O diretor europeu do Fundo Monetário Internacional (FMI), Poul Thomsen, afirmou esta sexta-feira que Portugal deve manter o objetivo de consolidação orçamental e prosseguir com as reformas estruturais, mostrando-se confiante de que o país vai continuar a fazê-lo.

«No futuro, no que diz respeito à consolidação orçamental, Portugal precisa de manter o objetivo que definiu para si próprio e estou confiante de que vai fazê-lo», afirmou o ex-chefe de missão do FMI em Portugal.


«Pensamos que a agenda reformista não está concluída (…) e Portugal deve avançar com reformas estruturais», acrescentou o diretor europeu do FMI, numa conferência de imprensa sobre assuntos europeus em Washington, nos Estados Unidos, durante a qual foi questionado sobre se é demasiado cedo para abrandar a austeridade.

Na quinta-feira, o Governo aprovou o Programa de Estabilidade e o Programa Nacional de Reformas para os próximos quatro anos, propondo a eliminação gradual (a um ritmo de 20% por ano) dos cortes salariais no setor público e da sobretaxa em sede de Imposto sobre o Rendimento de Pessoas Singulares (IRS) até 2019.

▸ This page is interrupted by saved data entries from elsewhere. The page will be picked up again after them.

mod analyzer;
mod boilerplate;
mod detect;
mod document;
mod error;
mod extract;
mod options;
mod parser;

pub use analyzer::{AnalysisResult, DocumentAnalyzer, PAGE_JOINER, analyze};
pub use boilerplate::{
    FilterReport, LineFrequencyTable, boilerplate_threshold, filter_boilerplate,
    filter_boilerplate_with_report,
};
pub use detect::{FileType, detect_type};
pub use document::{AnalyzedDocument, DocumentMetadata, RawDocument};
pub use error::AnalyzeError;
pub use extract::{ExtractedPages, extract_pages, split_pages};
pub use options::{AnalyzeOptions, DEFAULT_BOILERPLATE_PERCENT, DEFAULT_MIN_TEXT_CHARS};
pub use parser::{LopdfParser, PAGE_SEPARATOR, ParsedPdf, PdfParser};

Os dois documentos deverão ser entregues hoje na Assembleia da República e discutidos pelos deputados na próxima semana e têm de seguir para Bruxelas até ao final de abril, no âmbito das obrigações europeias.

No início desta semana, o FMI divulgou dois relatórios com as previsões macroeconómicas e orçamentais para Portugal, o World Economic Outlook e o Fiscal Monitor (este último coordenado pelo ex-ministro das Finanças Vítor Gaspar), dando conta de estimativas mais pessimistas do que as apresentadas pelo Executivo liderado por Pedro Passos Coelho.

O FMI afirma que Portugal terá um défice de 3,2% este ano e uma dívida de 126,4% do Produto Interno Bruto (PIB), estimativas que ficam acima das apresentadas pelo Governo nos documentos a enviar a Bruxelas: défice de 2,7% e dívida pública de 124,2% do produto.